The other yes is that it will hurt like crazy, so, once again, it will probably be necessary for someone to hold the patient down while the cauterization is happening.
Splinting a Broken Bone
Dealing with bones is a bit different than dealing with wounds unless it is an open fracture, where the broken end of the bone is sticking out through the skin. In that case, there’s a need to clean the wound, splint the bone, and bandage the wound to keep it clean.
In a severe emergency, where there is no possibility of getting the patient medical help, it may be necessary to set the bone. The big problem there is that none of us are competent in doing that. Your best bet is to try pulling the limb straight so that the bone can slide back into place. You should be able to feel if it is in place through the flesh. However, I wouldn’t recommend that if it is possible to get the patient to a doctor.
Before transporting the patient, it will be necessary to splint the bone in order to keep it from moving. This means not only splinting the part that is broken, but the joints above and below the break as well, so that those joints can’t move. If either joint moves at all, it will move the bone, possibly causing the broken ends to rub against each other.

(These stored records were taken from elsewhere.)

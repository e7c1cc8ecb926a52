//! Engine.IO and Socket.IO packet codec.
//!
//! # Wire Format
//!
//! Every WebSocket text frame is one Engine.IO packet: a type digit
//! followed by its payload. Message packets (`4`) carry one Socket.IO
//! packet: a type digit, an optional `/namespace,` prefix, an optional
//! ack id, and optional JSON data.
//!
//! | Frame | Meaning |
//! |-------|---------|
//! | `0{"sid":..,"pingInterval":..}` | open |
//! | `1` | close |
//! | `2` / `3` | ping / pong |
//! | `40` / `40/chat,` | namespace connect |
//! | `41/chat,` | namespace disconnect |
//! | `42/chat,["message","hi"]` | event |
//! | `4312[]` | ack for id 12 |
//! | `44/chat,"Invalid namespace"` | namespace error |
//!
//! The root namespace is `/` on the wire and carries no prefix.

// ============================================================================
// Imports
// ============================================================================

use std::fmt::Write;

use serde::{Deserialize, Serialize};
use serde_json::Value;

use crate::error::{Error, Result};

// ============================================================================
// Constants
// ============================================================================

/// Wire name of the root namespace.
pub const ROOT_NAMESPACE: &str = "/";

/// Returns the wire name of a client namespace (`""` is the root).
#[inline]
#[must_use]
pub fn wire_namespace(namespace: &str) -> &str {
    if namespace.is_empty() {
        ROOT_NAMESPACE
    } else {
        namespace
    }
}

// ============================================================================
// OpenInfo
// ============================================================================

/// Payload of the Engine.IO open packet.
#[derive(Debug, Clone, PartialEq, Eq, Serialize, Deserialize)]
#[serde(rename_all = "camelCase")]
pub struct OpenInfo {
    /// Engine.IO session id.
    pub sid: String,
    /// Transports the server offers to upgrade to.
    #[serde(default)]
    pub upgrades: Vec<String>,
    /// Client ping period in milliseconds.
    pub ping_interval: u64,
    /// Milliseconds the server waits for a ping before closing.
    pub ping_timeout: u64,
}

// ============================================================================
// SocketPacket
// ============================================================================

/// Socket.IO packet type.
#[derive(Debug, Clone, Copy, PartialEq, Eq)]
pub enum SocketPacketKind {
    /// `0`
    Connect,
    /// `1`
    Disconnect,
    /// `2`
    Event,
    /// `3`
    Ack,
    /// `4`
    Error,
}

impl SocketPacketKind {
    const fn digit(self) -> char {
        match self {
            Self::Connect => '0',
            Self::Disconnect => '1',
            Self::Event => '2',
            Self::Ack => '3',
            Self::Error => '4',
        }
    }

    fn from_digit(c: char) -> Result<Self> {
        match c {
            '0' => Ok(Self::Connect),
            '1' => Ok(Self::Disconnect),
            '2' => Ok(Self::Event),
            '3' => Ok(Self::Ack),
            '4' => Ok(Self::Error),
            '5' | '6' => Err(Error::protocol("binary packets are not supported")),
            other => Err(Error::protocol(format!(
                "unknown socket packet type {other:?}"
            ))),
        }
    }
}

/// One Socket.IO packet.
#[derive(Debug, Clone, PartialEq)]
pub struct SocketPacket {
    /// Packet type.
    pub kind: SocketPacketKind,
    /// Wire namespace (`/` for the root).
    pub namespace: String,
    /// Ack id.
    pub id: Option<u64>,
    /// JSON data.
    pub data: Option<Value>,
}

impl SocketPacket {
    /// Namespace connect request.
    #[must_use]
    pub fn connect(namespace: &str) -> Self {
        Self {
            kind: SocketPacketKind::Connect,
            namespace: namespace.to_string(),
            id: None,
            data: None,
        }
    }

    /// Namespace disconnect.
    #[must_use]
    pub fn disconnect(namespace: &str) -> Self {
        Self {
            kind: SocketPacketKind::Disconnect,
            namespace: namespace.to_string(),
            id: None,
            data: None,
        }
    }

    /// Event whose data is `args` (event name first).
    #[must_use]
    pub fn event(namespace: &str, args: &[Value]) -> Self {
        Self {
            kind: SocketPacketKind::Event,
            namespace: namespace.to_string(),
            id: None,
            data: Some(Value::Array(args.to_vec())),
        }
    }

    /// Encodes the packet without the Engine.IO prefix.
    #[must_use]
    pub fn encode(&self) -> String {
        let mut out = String::new();
        out.push(self.kind.digit());

        if self.namespace != ROOT_NAMESPACE {
            out.push_str(&self.namespace);
            out.push(',');
        }
        if let Some(id) = self.id {
            let _ = write!(out, "{id}");
        }
        if let Some(data) = &self.data {
            out.push_str(&data.to_string());
        }
        out
    }

    /// Decodes a packet without the Engine.IO prefix.
    ///
    /// # Errors
    ///
    /// Returns [`Error::Protocol`] for an empty or unknown packet and
    /// [`Error::Json`] for malformed data.
    pub fn decode(text: &str) -> Result<Self> {
        let mut chars = text.chars();
        let kind = chars
            .next()
            .ok_or_else(|| Error::protocol("empty socket packet"))
            .and_then(SocketPacketKind::from_digit)?;
        let mut rest = chars.as_str();

        let namespace = if rest.starts_with('/') {
            let (namespace, tail) = rest.split_once(',').unwrap_or((rest, ""));
            rest = tail;
            namespace.to_string()
        } else {
            ROOT_NAMESPACE.to_string()
        };

        let digits = rest.find(|c: char| !c.is_ascii_digit()).unwrap_or(rest.len());
        let id = if digits > 0 {
            let id = rest[..digits]
                .parse()
                .map_err(|_| Error::protocol(format!("bad ack id in {text:?}")))?;
            rest = &rest[digits..];
            Some(id)
        } else {
            None
        };

        let data = if rest.is_empty() {
            None
        } else {
            Some(serde_json::from_str(rest)?)
        };

        Ok(Self {
            kind,
            namespace,
            id,
            data,
        })
    }

    /// Splits event data into its name and arguments.
    #[must_use]
    pub fn event_parts(&self) -> Option<(&str, &[Value])> {
        match &self.data {
            Some(Value::Array(items)) => {
                let (name, args) = items.split_first()?;
                Some((name.as_str()?, args))
            }
            _ => None,
        }
    }

    /// Returns the error message of an error packet.
    #[must_use]
    pub fn error_message(&self) -> String {
        match &self.data {
            Some(Value::String(message)) => message.clone(),
            Some(Value::Object(map)) => map
                .get("message")
                .and_then(Value::as_str)
                .map_or_else(|| Value::Object(map.clone()).to_string(), str::to_string),
            Some(other) => other.to_string(),
            None => "namespace connect refused".to_string(),
        }
    }
}

// ============================================================================
// EnginePacket
// ============================================================================

/// One Engine.IO packet (one WebSocket text frame).
#[derive(Debug, Clone, PartialEq)]
pub enum EnginePacket {
    /// `0`: handshake data.
    Open(OpenInfo),
    /// `1`
    Close,
    /// `2` with optional probe payload.
    Ping(String),
    /// `3` with optional probe payload.
    Pong(String),
    /// `4`: a Socket.IO packet.
    Message(SocketPacket),
    /// `5`
    Upgrade,
    /// `6`
    Noop,
}

impl EnginePacket {
    /// Encodes the packet as a text frame.
    #[must_use]
    pub fn encode(&self) -> String {
        match self {
            Self::Open(info) => format!("0{}", serde_json::to_string(info).unwrap_or_default()),
            Self::Close => "1".to_string(),
            Self::Ping(payload) => format!("2{payload}"),
            Self::Pong(payload) => format!("3{payload}"),
            Self::Message(packet) => format!("4{}", packet.encode()),
            Self::Upgrade => "5".to_string(),
            Self::Noop => "6".to_string(),
        }
    }

    /// Decodes a text frame.
    ///
    /// # Errors
    ///
    /// Returns [`Error::Protocol`] for unknown packet types and
    /// [`Error::Json`] for malformed payloads.
    pub fn decode(text: &str) -> Result<Self> {
        let mut chars = text.chars();
        let Some(kind) = chars.next() else {
            return Err(Error::protocol("empty engine packet"));
        };
        let rest = chars.as_str();

        let packet = match kind {
            '0' => Self::Open(serde_json::from_str(rest)?),
            '1' => Self::Close,
            '2' => Self::Ping(rest.to_string()),
            '3' => Self::Pong(rest.to_string()),
            '4' => Self::Message(SocketPacket::decode(rest)?),
            '5' => Self::Upgrade,
            '6' => Self::Noop,
            other => {
                return Err(Error::protocol(format!(
                    "unknown engine packet type {other:?}"
                )));
            }
        };
        Ok(packet)
    }
}

// ============================================================================
// Tests
// ============================================================================

#[cfg(test)]
mod tests {
    use super::*;

    use proptest::prelude::*;
    use serde_json::json;

    #[test]
    fn test_decode_open() {
        let packet = EnginePacket::decode(
            r#"0{"sid":"abc","upgrades":[],"pingInterval":25000,"pingTimeout":5000}"#,
        )
        .unwrap();

        let EnginePacket::Open(info) = packet else {
            panic!("expected open");
        };
        assert_eq!(info.sid, "abc");
        assert_eq!(info.ping_interval, 25000);
    }

    #[test]
    fn test_root_connect_has_no_prefix() {
        let packet = EnginePacket::decode("40").unwrap();
        assert_eq!(
            packet,
            EnginePacket::Message(SocketPacket::connect(ROOT_NAMESPACE))
        );
        assert_eq!(
            EnginePacket::Message(SocketPacket::connect("/")).encode(),
            "40"
        );
    }

    #[test]
    fn test_namespaced_event() {
        let packet = SocketPacket::event("/chat", &[json!("message"), json!({ "text": "hi" })]);
        let text = EnginePacket::Message(packet.clone()).encode();
        assert_eq!(text, r#"42/chat,["message",{"text":"hi"}]"#);

        let decoded = SocketPacket::decode(&text[1..]).unwrap();
        assert_eq!(decoded, packet);
        let (name, args) = decoded.event_parts().unwrap();
        assert_eq!(name, "message");
        assert_eq!(args, &[json!({ "text": "hi" })]);
    }

    #[test]
    fn test_ack_id_and_namespace() {
        let packet = SocketPacket::decode(r#"3/chat,12["ok"]"#).unwrap();
        assert_eq!(packet.kind, SocketPacketKind::Ack);
        assert_eq!(packet.namespace, "/chat");
        assert_eq!(packet.id, Some(12));
        assert_eq!(packet.data, Some(json!(["ok"])));
    }

    #[test]
    fn test_namespace_without_trailing_comma() {
        let packet = SocketPacket::decode("1/chat").unwrap();
        assert_eq!(packet, SocketPacket::disconnect("/chat"));
    }

    #[test]
    fn test_error_message() {
        let packet = SocketPacket::decode(r#"4/admin,"Invalid namespace""#).unwrap();
        assert_eq!(packet.kind, SocketPacketKind::Error);
        assert_eq!(packet.error_message(), "Invalid namespace");

        let packet = SocketPacket::decode(r#"4/admin,{"message":"not authorized"}"#).unwrap();
        assert_eq!(packet.error_message(), "not authorized");
    }

    #[test]
    fn test_rejects_binary_and_garbage() {
        assert!(matches!(
            SocketPacket::decode("5-1[]"),
            Err(Error::Protocol { .. })
        ));
        assert!(matches!(EnginePacket::decode(""), Err(Error::Protocol { .. })));
        assert!(matches!(EnginePacket::decode("9"), Err(Error::Protocol { .. })));
        assert!(matches!(EnginePacket::decode("42[oops"), Err(Error::Json(_))));
    }

    #[test]
    fn test_ping_probe_payload() {
        assert_eq!(EnginePacket::decode("2probe").unwrap(), EnginePacket::Ping("probe".into()));
        assert_eq!(EnginePacket::Pong("probe".into()).encode(), "3probe");
    }

    #[test]
    fn test_wire_namespace() {
        assert_eq!(wire_namespace(""), "/");
        assert_eq!(wire_namespace("/chat"), "/chat");
    }

    fn json_leaf() -> impl Strategy<Value = Value> {
        prop_oneof![
            Just(Value::Null),
            any::<bool>().prop_map(Value::from),
            any::<i64>().prop_map(Value::from),
            "[a-zA-Z0-9 ,/\"{}\\[\\]]{0,12}".prop_map(Value::from),
        ]
    }

    proptest! {
        #[test]
        fn prop_event_packets_decode_to_what_was_encoded(
            namespace in prop_oneof![Just("/".to_string()), "/[a-z]{1,8}"],
            name in "[a-zA-Z_]{1,12}",
            args in prop::collection::vec(json_leaf(), 0..4),
            id in prop::option::of(0u64..100_000),
        ) {
            let mut data = vec![Value::from(name)];
            data.extend(args);
            let mut packet = SocketPacket::event(&namespace, &data);
            packet.id = id;

            let frame = EnginePacket::Message(packet.clone()).encode();
            prop_assert_eq!(EnginePacket::decode(&frame).unwrap(), EnginePacket::Message(packet));
        }

        #[test]
        fn prop_decode_never_panics(text in "\\PC{0,40}") {
            let _ = EnginePacket::decode(&text);
        }
    }
}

Just about anything straight and stiff can be used for splints, such as sticks, but one of the best options is the Sam Splint mentioned in the list above. The splinting material can be cut with medical scissors and formed right on the limb. But to reduce the pain inflicted on the patient, it is best to form it on the opposite (uninjured) limb, then transfer it over onto the broken one. Once in place, it can be held there with elastic bandages.